A Alejandro Casona, que entonces estaba de moda, le acribillamos. La culpa la tuvo un libro de que nos dejó el padre Huarte y que a mi me fascinó. No sé si el TL leyó sus obras completas, sé que yo que era el depositario del libro completo y me las leí completamente todas. De punta a cabo: El caballero de las espuelas de oro, prohibido suicidarse en primavera, los árboles mueren de pie, nuestra natacha. Alejandro, que también tenía problemas con los apellidos, tampoco se apellidaba Casona, era de la zona de Corias, acababa de regresar ya tan temprano del exilio, escribía como los poetas del 27 que empezábamos a degustar y su prosa olía a pumarada y a pueblo total. Era una belleza, entonces.
Por eso cuando vi que el globo uno y el globo veinte, creo que son, se leían allí con el método TL, una oleada afectiva, intelectual y de talante me ascendió desde un poco más debajo de las tripas, hasta los ojos. Que luchaban por mantenerse tersos. “Estos amigos de León, estos amigos de León, qué ideas. Qué finura para realizarlas, qué elegancia. Cómo gana el texto que uno escribió en la boca y voz de Julio, de Manolo, de Ros, de Del Vigo, de Santamarta, de Vibot y de Luis Heredia, los amigos, cuando lo leen”.
Luego vino lo demás. La intervención irónica, indirecta, divertida y trufada de buen humor e inteligencia de José Mari. Si no la ha colgado en el blog, que la cuelgue, por favor. La intervención clara, honesta, sincera de Lalo, el editor, explicando quién qué, por qué, dónde cómo y cuándo la Vendedora de Globos, libro.
Los detalles concretos están en las crónicas que van apareciendo, la de José Mari, la de Loseiros, la de Quique. Leedlos allí, están muy completos, no hay porqué repetirlos. En esta mía particular solo quiero apuntar algunos sentimientos. Y luego yo mismo resumiré también en otro capitulito de estos, lo que yo mismo dije. Mientras intervenían los dos beneméritos compañeros antes citados, me revisaba los bolsillos en busca de las fichas que había escrito la víspera para no perderme. No las encontré, aunque estaban allí, en el bolsillo de la camisa. Para que no faltara de nada, Manolo de pie desde allá atrás diría “Esti ye el mi Cicero”.
Isidro Cícero.
2 comentarios
Juan A. Iturriaga -
Nunca he entendido como no se extiende más el teatro leído en los colegios o en los centros culturales.

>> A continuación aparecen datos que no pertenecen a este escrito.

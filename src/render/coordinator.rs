//! Render tokens: detecting and dropping superseded interactive renders.
//!
//! Rasterization cannot be interrupted, so a render that was overtaken by a
//! newer request still runs to completion. Each request takes a fresh token;
//! when a render finishes it is only accepted if its token is still the latest.

use crate::error::{Error, Result};
use std::sync::atomic::{AtomicU64, Ordering};
use std::sync::Arc;

/// Monotonically increasing render request number.
#[derive(Debug, Clone, Copy, PartialEq, Eq, PartialOrd, Ord, Hash)]
pub struct RenderToken(u64);

impl RenderToken {
    /// Raw token value.
    pub fn value(&self) -> u64 {
        self.0
    }
}

/// One requested render, carrying the token it was issued with.
#[derive(Debug, Clone, PartialEq, Eq)]
pub struct RenderAttempt {
    token: RenderToken,
}

impl RenderAttempt {
    /// Token captured when the render was requested.
    pub fn token(&self) -> RenderToken {
        self.token
    }
}

/// Observable coordinator state.
#[derive(Debug, Clone, Copy, PartialEq, Eq)]
pub enum RenderState {
    /// The latest request has completed (or nothing was requested yet)
    Idle,
    /// The latest request is still in flight
    Rendering(RenderToken),
}

/// Result of a finished render attempt.
#[derive(Debug)]
pub enum RenderOutcome<T> {
    /// The attempt was current and succeeded
    Completed(T),
    /// A newer attempt was requested; the result was dropped
    Superseded,
    /// The attempt was current and failed
    Failed(Error),
}

impl<T> RenderOutcome<T> {
    /// Whether the result was dropped as stale.
    pub fn is_superseded(&self) -> bool {
        matches!(self, RenderOutcome::Superseded)
    }

    /// The completed value, if any.
    pub fn completed(self) -> Option<T> {
        match self {
            RenderOutcome::Completed(value) => Some(value),
            _ => None,
        }
    }
}

/// Issues render tokens and checks them on completion.
///
/// Clones share the same counters, so a clone can be moved into a background
/// task and still observe newer requests.
#[derive(Debug, Clone, Default)]
pub struct RenderCoordinator {
    latest: Arc<AtomicU64>,
    settled: Arc<AtomicU64>,
}

impl RenderCoordinator {
    /// Create a coordinator with no renders requested.
    pub fn new() -> Self {
        Self::default()
    }

    /// Request a new render, superseding every earlier attempt.
    pub fn begin(&self) -> RenderAttempt {
        let token = self.latest.fetch_add(1, Ordering::SeqCst) + 1;
        log::debug!("render {} requested", token);
        RenderAttempt {
            token: RenderToken(token),
        }
    }

    /// Whether no newer render was requested after `attempt`.
    pub fn is_current(&self, attempt: &RenderAttempt) -> bool {
        self.latest.load(Ordering::SeqCst) == attempt.token.0
    }

    /// Finish an attempt, keeping its result only if it is still current.
    pub fn complete<T>(&self, attempt: RenderAttempt, result: Result<T>) -> RenderOutcome<T> {
        if !self.is_current(&attempt) {
            log::warn!(
                "discarding render {} (latest is {})",
                attempt.token.0,
                self.latest.load(Ordering::SeqCst)
            );
            return RenderOutcome::Superseded;
        }

        self.settled.fetch_max(attempt.token.0, Ordering::SeqCst);
        match result {
            Ok(value) => RenderOutcome::Completed(value),
            Err(e) => {
                log::warn!("render {} failed: {}", attempt.token.0, e);
                RenderOutcome::Failed(e)
            }
        }
    }

    /// Current state.
    pub fn state(&self) -> RenderState {
        let latest = self.latest.load(Ordering::SeqCst);
        if self.settled.load(Ordering::SeqCst) >= latest {
            RenderState::Idle
        } else {
            RenderState::Rendering(RenderToken(latest))
        }
    }
}

#[cfg(test)]
mod tests {
    use super::*;

    #[test]
    fn test_starts_idle() {
        assert_eq!(RenderCoordinator::new().state(), RenderState::Idle);
    }

    #[test]
    fn test_tokens_increase() {
        let coordinator = RenderCoordinator::new();
        let a = coordinator.begin();
        let b = coordinator.begin();
        assert!(b.token() > a.token());
        assert_eq!(coordinator.state(), RenderState::Rendering(b.token()));
    }

    #[test]
    fn test_stale_result_is_dropped() {
        let coordinator = RenderCoordinator::new();
        let first = coordinator.begin();
        let second = coordinator.begin();

        assert!(!coordinator.is_current(&first));
        assert!(coordinator.complete(first, Ok(1)).is_superseded());
        assert!(matches!(coordinator.state(), RenderState::Rendering(_)));

        assert_eq!(coordinator.complete(second, Ok(2)).completed(), Some(2));
        assert_eq!(coordinator.state(), RenderState::Idle);
    }

    #[test]
    fn test_stale_failure_is_dropped() {
        let coordinator = RenderCoordinator::new();
        let first = coordinator.begin();
        let _second = coordinator.begin();
        let outcome: RenderOutcome<()> = coordinator.complete(first, Err(Error::rasterization(1, "boom")));
        assert!(outcome.is_superseded());
    }

    #[test]
    fn test_current_failure_is_reported() {
        let coordinator = RenderCoordinator::new();
        let attempt = coordinator.begin();
        let outcome: RenderOutcome<()> = coordinator.complete(attempt, Err(Error::rasterization(2, "boom")));
        assert!(matches!(
            outcome,
            RenderOutcome::Failed(Error::Rasterization { page: 2, .. })
        ));
        assert_eq!(coordinator.state(), RenderState::Idle);
    }

    #[test]
    fn test_clones_share_tokens() {
        let coordinator = RenderCoordinator::new();
        let handle = coordinator.clone();
        let attempt = handle.begin();
        coordinator.begin();
        assert!(!handle.is_current(&attempt));
    }
}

Es fantástico, fácil y barato. Lo sabemos nosotros y seguro muchas otras personas, pero no se hace.
Sirve para muchas cosas, pero la primera, sobre todo para el que hace de actor, es para aprender a leer y a comprender lo que se lee.
También sirve para saber qué es eso de los jándalos.
En Berriatua hay un chalet con un cartel en la puerta que pone: Jandalo. Quiere decir: comer y dormir. Tampoco está mal esta acepción.